Orange County Mayor Teresa Jacobs kicked off 2017 with the fifth annual Orange County Economic Summit. The Summit presents a gauge of the current economic climate and forecast.
Dr. Sean Snaith, director of the University of Central Florida’s (UCF) Institute for Economic Competitiveness and chair of the Orlando EDC’s Orlando Economic Forum, presented a forecast for the local, state and national economy in 2017.
“In Central Florida, there’s growth in all sectors. The pace of growth, compared to the state-wide averages, is much stronger,” Snaith said during his presentation. “We’re growing faster than the state, than the national economy and not by a little bit, but by a great amount.”As Orlando’s economy grows, the need for a diverse and highly educated workforce becomes increasingly critical for the region. In a panel focused on workforce development, key regional leaders discussed programs and initiatives to meet the present and future demand for a qualified labor force in Central Florida. The panelists included Barbara Jenkins, Ed.D., superintendent of Orange County Public Schools, Thad Seymour, Ph.D., vice provost for UCF Downtown, Sanford “Sandy” Shugart, Ph.D., president of Valencia College and Crystal Sircy, executive vice president of the Orlando Economic Development Commission. Pam Nabors, president and CEO of CareerSource Central Florida moderated the panel.
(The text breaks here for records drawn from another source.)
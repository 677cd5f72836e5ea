//! Named background operations.
//!
//! Slow work (routing, isochrones) is scheduled under a name so the caller can
//! answer immediately and collect the result later. Scheduling a name again
//! flags the previous run as cancelled; its output is discarded.
//!
//! A finished outcome is handed out once: `status` or `wait` removes the entry
//! that delivered it. Outcomes nobody collects are dropped after the retention
//! window.

use std::collections::HashMap;
use std::future::Future;
use std::panic::AssertUnwindSafe;
use std::sync::atomic::{AtomicBool, AtomicU64, Ordering};
use std::sync::{Arc, Mutex};
use std::time::Duration;

use futures::FutureExt;
use serde::Serialize;
use tokio::sync::watch;

/// Cooperative cancellation signal handed to each operation.
#[derive(Debug, Clone, Default)]
pub struct CancellationFlag(Arc<AtomicBool>);

impl CancellationFlag {
    pub fn is_cancelled(&self) -> bool {
        self.0.load(Ordering::SeqCst)
    }

    pub(crate) fn cancel(&self) {
        self.0.store(true, Ordering::SeqCst);
    }
}

#[derive(Debug, Clone, PartialEq, Serialize)]
#[serde(tag = "status", content = "result", rename_all = "lowercase")]
pub enum OperationStatus<T> {
    Unknown,
    Pending,
    Completed(T),
    Failed(String),
}

/// How long an uncollected outcome stays in the registry.
pub const DEFAULT_RETENTION: Duration = Duration::from_secs(15 * 60);

type Outcome<T> = Option<Result<T, String>>;
type Entries<T> = Arc<Mutex<HashMap<String, Entry<T>>>>;

struct Entry<T> {
    generation: u64,
    flag: CancellationFlag,
    outcome: watch::Receiver<Outcome<T>>,
}

/// Registry of named background operations running on the tokio runtime.
pub struct DeferredOperations<T> {
    entries: Entries<T>,
    generations: AtomicU64,
    retention: Duration,
}

impl<T> Default for DeferredOperations<T> {
    fn default() -> Self {
        Self {
            entries: Arc::new(Mutex::new(HashMap::new())),
            generations: AtomicU64::new(1),
            retention: DEFAULT_RETENTION,
        }
    }
}

/// Removes `name` if it still belongs to `generation`.
fn evict<T>(entries: &Entries<T>, name: &str, generation: u64) -> bool {
    let mut entries = entries.lock().expect("operation registry poisoned");
    match entries.get(name) {
        Some(entry) if entry.generation == generation => {
            entries.remove(name);
            true
        }
        _ => false,
    }
}

impl<T> DeferredOperations<T>
where
    T: Clone + Send + Sync + 'static,
{
    pub fn new() -> Self {
        Self::default()
    }

    pub fn with_retention(mut self, retention: Duration) -> Self {
        self.retention = retention;
        self
    }

    /// Starts `operation` under `name`, cancelling any run already registered
    /// under it. Must be called from within a tokio runtime.
    pub fn register<F, Fut>(&self, name: impl Into<String>, operation: F) -> CancellationFlag
    where
        F: FnOnce(CancellationFlag) -> Fut,
        Fut: Future<Output = T> + Send + 'static,
    {
        let name = name.into();
        let flag = CancellationFlag::default();
        let generation = self.generations.fetch_add(1, Ordering::Relaxed);
        let (sender, receiver) = watch::channel(None);

        {
            let mut entries = self.entries.lock().expect("operation registry poisoned");
            if let Some(previous) = entries.insert(
                name.clone(),
                Entry {
                    generation,
                    flag: flag.clone(),
                    outcome: receiver,
                },
            ) {
                tracing::debug!(
                    operation = %name,
                    previous = previous.generation,
                    "cancelling previous run"
                );
                previous.flag.cancel();
            }
        }

        let future = operation(flag.clone());
        let task_name = name;
        let entries = self.entries.clone();
        let retention = self.retention;
        tokio::spawn(async move {
            let outcome = match AssertUnwindSafe(future).catch_unwind().await {
                Ok(output) => Ok(output),
                Err(_) => {
                    tracing::error!(operation = %task_name, generation, "deferred operation panicked");
                    Err("operation panicked".to_string())
                }
            };
            // Nobody listens once the run was replaced.
            let _ = sender.send(Some(outcome));
            drop(sender);

            tokio::time::sleep(retention).await;
            if evict(&entries, &task_name, generation) {
                tracing::debug!(operation = %task_name, generation, "dropping uncollected outcome");
            }
        });

        flag
    }

    /// Current state of `name`. A finished outcome is removed once returned.
    pub fn status(&self, name: &str) -> OperationStatus<T> {
        let mut entries = self.entries.lock().expect("operation registry poisoned");
        let Some(entry) = entries.get(name) else {
            return OperationStatus::Unknown;
        };
        let status = match &*entry.outcome.borrow() {
            None => OperationStatus::Pending,
            Some(Ok(output)) => OperationStatus::Completed(output.clone()),
            Some(Err(reason)) => OperationStatus::Failed(reason.clone()),
        };
        if !matches!(status, OperationStatus::Pending) {
            entries.remove(name);
        }
        status
    }

    /// Waits for the current run under `name` to finish and collects it.
    pub async fn wait(&self, name: &str) -> OperationStatus<T> {
        let (generation, mut receiver) = {
            let entries = self.entries.lock().expect("operation registry poisoned");
            match entries.get(name) {
                Some(entry) => (entry.generation, entry.outcome.clone()),
                None => return OperationStatus::Unknown,
            }
        };

        let result = match receiver.wait_for(Option::is_some).await {
            Ok(outcome) => outcome.clone(),
            Err(_) => Some(Err("operation stopped without a result".to_string())),
        };
        evict(&self.entries, name, generation);
        match result {
            Some(Ok(output)) => OperationStatus::Completed(output),
            Some(Err(reason)) => OperationStatus::Failed(reason),
            None => OperationStatus::Pending,
        }
    }

    /// Flags the run under `name` as cancelled. Returns whether one existed.
    pub fn cancel(&self, name: &str) -> bool {
        let entries = self.entries.lock().expect("operation registry poisoned");
        match entries.get(name) {
            Some(entry) => {
                entry.flag.cancel();
                true
            }
            None => false,
        }
    }

    pub fn names(&self) -> Vec<String> {
        let entries = self.entries.lock().expect("operation registry poisoned");
        let mut names: Vec<String> = entries.keys().cloned().collect();
        names.sort();
        names
    }

    #[cfg(test)]
    fn generation(&self, name: &str) -> Option<u64> {
        let entries = self.entries.lock().expect("operation registry poisoned");
        entries.get(name).map(|entry| entry.generation)
    }
}
use crate::accessibility::GatewayError;
use crate::adapters::ZoneIndexError;
use crate::calculations::vehicles::{InferenceError, VehicleCostTableError};
use crate::config::ConfigError;
use crate::telemetry::TelemetryError;
use axum::http::StatusCode;
use axum::response::{IntoResponse, Response};
use axum::Json;
use serde_json::json;
use std::fmt;

#[derive(Debug)]
pub enum AppError {
    Config(ConfigError),
    Telemetry(TelemetryError),
    Io(std::io::Error),
    Server(axum::Error),
    CostTable(VehicleCostTableError),
    Zones(ZoneIndexError),
    Routing(GatewayError),
    Inference(InferenceError),
    InvalidInput(String),
    NotFound(String),
}

impl fmt::Display for AppError {
    fn fmt(&self, f: &mut fmt::Formatter<'_>) -> fmt::Result {
        match self {
            AppError::Config(err) => write!(f, "configuration error: {}", err),
            AppError::Telemetry(err) => write!(f, "telemetry error: {}", err),
            AppError::Io(err) => write!(f, "io error: {}", err),
            AppError::Server(err) => write!(f, "server error: {}", err),
            AppError::CostTable(err) => write!(f, "vehicle cost table error: {}", err),
            AppError::Zones(err) => write!(f, "zone index error: {}", err),
            AppError::Routing(err) => write!(f, "routing gateway error: {}", err),
            AppError::Inference(err) => write!(f, "inference error: {}", err),
            AppError::InvalidInput(reason) => write!(f, "invalid input: {}", reason),
            AppError::NotFound(what) => write!(f, "not found: {}", what),
        }
    }
}

impl std::error::Error for AppError {
    fn source(&self) -> Option<&(dyn std::error::Error + 'static)> {
        match self {
            AppError::Config(err) => Some(err),
            AppError::Telemetry(err) => Some(err),
            AppError::Io(err) => Some(err),
            AppError::Server(err) => Some(err),
            AppError::CostTable(err) => Some(err),
            AppError::Zones(err) => Some(err),
            AppError::Routing(err) => Some(err),
            AppError::Inference(err) => Some(err),
            AppError::InvalidInput(_) | AppError::NotFound(_) => None,
        }
    }
}

impl IntoResponse for AppError {
    fn into_response(self) -> Response {
        let status = match self {
            AppError::InvalidInput(_) => StatusCode::BAD_REQUEST,
            AppError::NotFound(_) => StatusCode::NOT_FOUND,
            AppError::Config(_)
            | AppError::Telemetry(_)
            | AppError::Io(_)
            | AppError::Server(_)
            | AppError::CostTable(_)
            | AppError::Zones(_)
            | AppError::Routing(_)
            | AppError::Inference(_) => StatusCode::INTERNAL_SERVER_ERROR,
        };

        let body = Json(json!({ "error": self.to_string() }));
        (status, body).into_response()
    }
}

impl From<ConfigError> for AppError {
    fn from(value: ConfigError) -> Self {
        Self::Config(value)
    }
}

impl From<TelemetryError> for AppError {
    fn from(value: TelemetryError) -> Self {
        Self::Telemetry(value)
    }
}

impl From<std::io::Error> for AppError {
    fn from(value: std::io::Error) -> Self {
        Self::Io(value)
    }
}

impl From<axum::Error> for AppError {
    fn from(value: axum::Error) -> Self {
        Self::Server(value)
    }
}

impl From<VehicleCostTableError> for AppError {
    fn from(value: VehicleCostTableError) -> Self {
        Self::CostTable(value)
    }
}

impl From<ZoneIndexError> for AppError {
    fn from(value: ZoneIndexError) -> Self {
        Self::Zones(value)
    }
}

impl From<GatewayError> for AppError {
    fn from(value: GatewayError) -> Self {
        Self::Routing(value)
    }
}

impl From<InferenceError> for AppError {
    fn from(value: InferenceError) -> Self {
        Self::Inference(value)
    }
}

impl From<serde_json::Error> for AppError {
    fn from(value: serde_json::Error) -> Self {
        Self::InvalidInput(value.to_string())
    }
}

#[cfg(test)]
mod tests {
    use super::*;

    #[test]
    fn request_problems_map_to_client_errors() {
        let response = AppError::InvalidInput("missing interview".to_string()).into_response();
        assert_eq!(response.status(), StatusCode::BAD_REQUEST);

        let response = AppError::NotFound("operation 'x'".to_string()).into_response();
        assert_eq!(response.status(), StatusCode::NOT_FOUND);

        let response = AppError::Routing(GatewayError::Transport("refused".to_string())).into_response();
        assert_eq!(response.status(), StatusCode::INTERNAL_SERVER_ERROR);
    }

    #[test]
    fn json_errors_become_invalid_input() {
        let err = serde_json::from_str::<serde_json::Value>("{").unwrap_err();
        let app: AppError = err.into();
        assert!(app.to_string().starts_with("invalid input:"));
    }
}
use std::sync::Arc;
use std::time::Duration;

use async_trait::async_trait;
use serde::Serialize;

use crate::calculations::vehicles::{
    InferenceError, InferenceSession, ModelInputs, ModelLoader, ModelOutputs,
};

const REQUEST_TIMEOUT: Duration = Duration::from_secs(30);

#[derive(Serialize)]
struct InferRequest<'a> {
    inputs: &'a ModelInputs,
}

/// Loads models hosted by a model-serving endpoint.
#[derive(Debug, Clone)]
pub struct HttpModelLoader {
    client: reqwest::Client,
    base_url: String,
}

impl HttpModelLoader {
    pub fn new(base_url: impl Into<String>) -> Result<Self, InferenceError> {
        let client = reqwest::Client::builder()
            .timeout(REQUEST_TIMEOUT)
            .build()
            .map_err(|error| InferenceError::Run(error.to_string()))?;
        Ok(Self {
            client,
            base_url: base_url.into().trim_end_matches('/').to_string(),
        })
    }

    fn model_url(&self, model: &str) -> String {
        format!("{}/models/{}", self.base_url, model.trim_start_matches('/'))
    }
}

#[async_trait]
impl ModelLoader for HttpModelLoader {
    async fn load(&self, model: &str) -> Result<Arc<dyn InferenceSession>, InferenceError> {
        let url = self.model_url(model);
        let load_error = |reason: String| InferenceError::Load {
            model: model.to_string(),
            reason,
        };

        let response = self
            .client
            .get(&url)
            .send()
            .await
            .map_err(|error| load_error(error.to_string()))?;
        if !response.status().is_success() {
            return Err(load_error(format!("status {}", response.status().as_u16())));
        }

        tracing::info!(%model, "model available on inference service");
        Ok(Arc::new(HttpInferenceSession {
            client: self.client.clone(),
            infer_url: format!("{url}/infer"),
        }))
    }
}

/// Session evaluating one hosted model.
#[derive(Debug, Clone)]
pub struct HttpInferenceSession {
    client: reqwest::Client,
    infer_url: String,
}

#[async_trait]
impl InferenceSession for HttpInferenceSession {
    async fn run(&self, inputs: ModelInputs) -> Result<ModelOutputs, InferenceError> {
        let response = self
            .client
            .post(&self.infer_url)
            .json(&InferRequest { inputs: &inputs })
            .send()
            .await
            .map_err(|error| InferenceError::Run(error.to_string()))?;

        let status = response.status();
        if !status.is_success() {
            let body = response.text().await.unwrap_or_default();
            return Err(InferenceError::Run(format!(
                "inference service returned {}: {}",
                status.as_u16(),
                body
            )));
        }

        response
            .json::<ModelOutputs>()
            .await
            .map_err(|error| InferenceError::Run(error.to_string()))
    }
}
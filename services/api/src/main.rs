use relocation_calc_api::run;

#[tokio::main]
async fn main() {
    if let Err(err) = run().await {
        eprintln!("application error: {err}");
        std::process::exit(1);
    }
}
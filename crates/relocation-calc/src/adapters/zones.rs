use std::path::Path;

use async_trait::async_trait;
use geo::{Contains, Geometry, MultiPolygon, Point, Polygon};
use geojson::{feature::Id, FeatureCollection, GeoJson};
use serde_json::{Map, Value};

use crate::calculations::vehicles::{ZoneLookup, ZoneLookupError, ZoneRecord};

#[derive(Debug, thiserror::Error)]
pub enum ZoneIndexError {
    #[error("failed to read zones file: {0}")]
    Io(#[from] std::io::Error),
    #[error("invalid zones GeoJSON: {0}")]
    GeoJson(String),
    #[error("zones GeoJSON must be a FeatureCollection")]
    NotACollection,
}

enum ZoneShape {
    Polygon(Polygon<f64>),
    MultiPolygon(MultiPolygon<f64>),
}

impl ZoneShape {
    fn contains(&self, point: &Point<f64>) -> bool {
        match self {
            ZoneShape::Polygon(polygon) => polygon.contains(point),
            ZoneShape::MultiPolygon(polygons) => polygons.contains(point),
        }
    }
}

struct Zone {
    record: ZoneRecord,
    shape: ZoneShape,
}

/// In-memory zone lookup over polygon features. Feature properties become the
/// zone's data payload; features without an area geometry are skipped.
pub struct GeoJsonZoneIndex {
    zones: Vec<Zone>,
}

impl GeoJsonZoneIndex {
    pub fn from_path(path: impl AsRef<Path>) -> Result<Self, ZoneIndexError> {
        let raw = std::fs::read_to_string(path)?;
        Self::from_geojson_str(&raw)
    }

    pub fn from_geojson_str(raw: &str) -> Result<Self, ZoneIndexError> {
        match raw
            .parse::<GeoJson>()
            .map_err(|error| ZoneIndexError::GeoJson(error.to_string()))?
        {
            GeoJson::FeatureCollection(collection) => Ok(Self::from_collection(collection)),
            _ => Err(ZoneIndexError::NotACollection),
        }
    }

    pub fn from_collection(collection: FeatureCollection) -> Self {
        let mut zones = Vec::with_capacity(collection.features.len());
        for (index, feature) in collection.features.into_iter().enumerate() {
            let id = match &feature.id {
                Some(Id::String(id)) => id.clone(),
                Some(Id::Number(id)) => id.to_string(),
                None => feature
                    .property("id")
                    .and_then(Value::as_str)
                    .map(str::to_string)
                    .unwrap_or_else(|| index.to_string()),
            };

            let Some(geometry) = feature.geometry else {
                tracing::warn!(zone = %id, "zone feature has no geometry, skipped");
                continue;
            };
            let shape = match Geometry::<f64>::try_from(geometry.value) {
                Ok(Geometry::Polygon(polygon)) => ZoneShape::Polygon(polygon),
                Ok(Geometry::MultiPolygon(polygons)) => ZoneShape::MultiPolygon(polygons),
                Ok(_) | Err(_) => {
                    tracing::warn!(zone = %id, "zone geometry is not a polygon, skipped");
                    continue;
                }
            };

            zones.push(Zone {
                record: ZoneRecord {
                    id,
                    data: feature.properties.unwrap_or_else(Map::new),
                },
                shape,
            });
        }

        tracing::info!(zones = zones.len(), "loaded zone index");
        Self { zones }
    }

    pub fn len(&self) -> usize {
        self.zones.len()
    }

    pub fn is_empty(&self) -> bool {
        self.zones.is_empty()
    }

    pub fn containing(&self, point: &Point<f64>) -> Vec<ZoneRecord> {
        self.zones
            .iter()
            .filter(|zone| zone.shape.contains(point))
            .map(|zone| zone.record.clone())
            .collect()
    }
}

#[async_trait]
impl ZoneLookup for GeoJsonZoneIndex {
    async fn zones_containing(&self, point: Point<f64>) -> Result<Vec<ZoneRecord>, ZoneLookupError> {
        Ok(self.containing(&point))
    }
}

#[cfg(test)]
mod tests {
    use super::*;

    const ZONES: &str = r#"{
        "type": "FeatureCollection",
        "features": [
            {
                "type": "Feature",
                "id": "plateau",
                "geometry": {
                    "type": "Polygon",
                    "coordinates": [[[-73.6, 45.5], [-73.5, 45.5], [-73.5, 45.6], [-73.6, 45.6], [-73.6, 45.5]]]
                },
                "properties": { "prox_idx_transit": 0.8 }
            },
            {
                "type": "Feature",
                "geometry": {
                    "type": "MultiPolygon",
                    "coordinates": [[[[0.0, 0.0], [1.0, 0.0], [1.0, 1.0], [0.0, 1.0], [0.0, 0.0]]]]
                },
                "properties": { "id": "null-island" }
            },
            {
                "type": "Feature",
                "geometry": { "type": "Point", "coordinates": [-73.55, 45.55] },
                "properties": {}
            }
        ]
    }"#;

    #[tokio::test]
    async fn finds_zone_containing_point() {
        let index = GeoJsonZoneIndex::from_geojson_str(ZONES).expect("zones parse");
        assert_eq!(index.len(), 2, "point feature is skipped");

        let zones = index
            .zones_containing(Point::new(-73.55, 45.55))
            .await
            .expect("lookup succeeds");
        assert_eq!(zones.len(), 1);
        assert_eq!(zones[0].id, "plateau");
        assert_eq!(zones[0].data["prox_idx_transit"], serde_json::json!(0.8));

        let island = index.containing(&Point::new(0.5, 0.5));
        assert_eq!(island[0].id, "null-island");
    }

    #[test]
    fn point_outside_every_zone_yields_nothing() {
        let index = GeoJsonZoneIndex::from_geojson_str(ZONES).expect("zones parse");
        assert!(index.containing(&Point::new(10.0, 10.0)).is_empty());
    }

    #[test]
    fn rejects_non_collection_documents() {
        let raw = r#"{ "type": "Point", "coordinates": [0.0, 0.0] }"#;
        assert!(matches!(
            GeoJsonZoneIndex::from_geojson_str(raw),
            Err(ZoneIndexError::NotACollection)
        ));
        assert!(matches!(
            GeoJsonZoneIndex::from_geojson_str("not json"),
            Err(ZoneIndexError::GeoJson(_))
        ));
    }
}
“Workforce, hands down, is the most important factor of economic development,” Crystal Sircy said. “CEOs repeatedly tell us that workforce development and the talent pool today, and in the future, is vital to their success.” Sircy added that businesses are attracted to a diverse workforce and a ready talent pipeline.
Dr. Sugart discussed Valencia Colleges’ expansion of technical certifications to meet the need for both job seekers and employers looking for specifically technical proficiency. Dr. Jenkins shared Orange County Public Schools’ commitment to preparing students for post higher education and future careers through Science, Technology, Engineering, and Math (STEM) and Career and Technical Education (CTE) programs.
Dr. Seymour discussed the strategic advantage that Orlando’s higher education community has over other regions nationwide. The region’s cohesive community allows organizations to strategically foster the required talent needed by growing industry sectors.
“Thanks to changing technologies and emerging industries, we really need to create a pipeline of workers who are skilled in a wide variety of specialty and high-tech areas. From under-employed workers seeking new skills to high-school-aged and entry-level workers, we are committed to helping everyone gain access to job training, in order to develop a marketable workforce skill.” Mayor Jacobs said.
Following the 2017 Economic Summit, Orange County hosted the second Florida TechMatch, an invitation-only event that gives local technology companies the chance to build relationships with national industry leaders.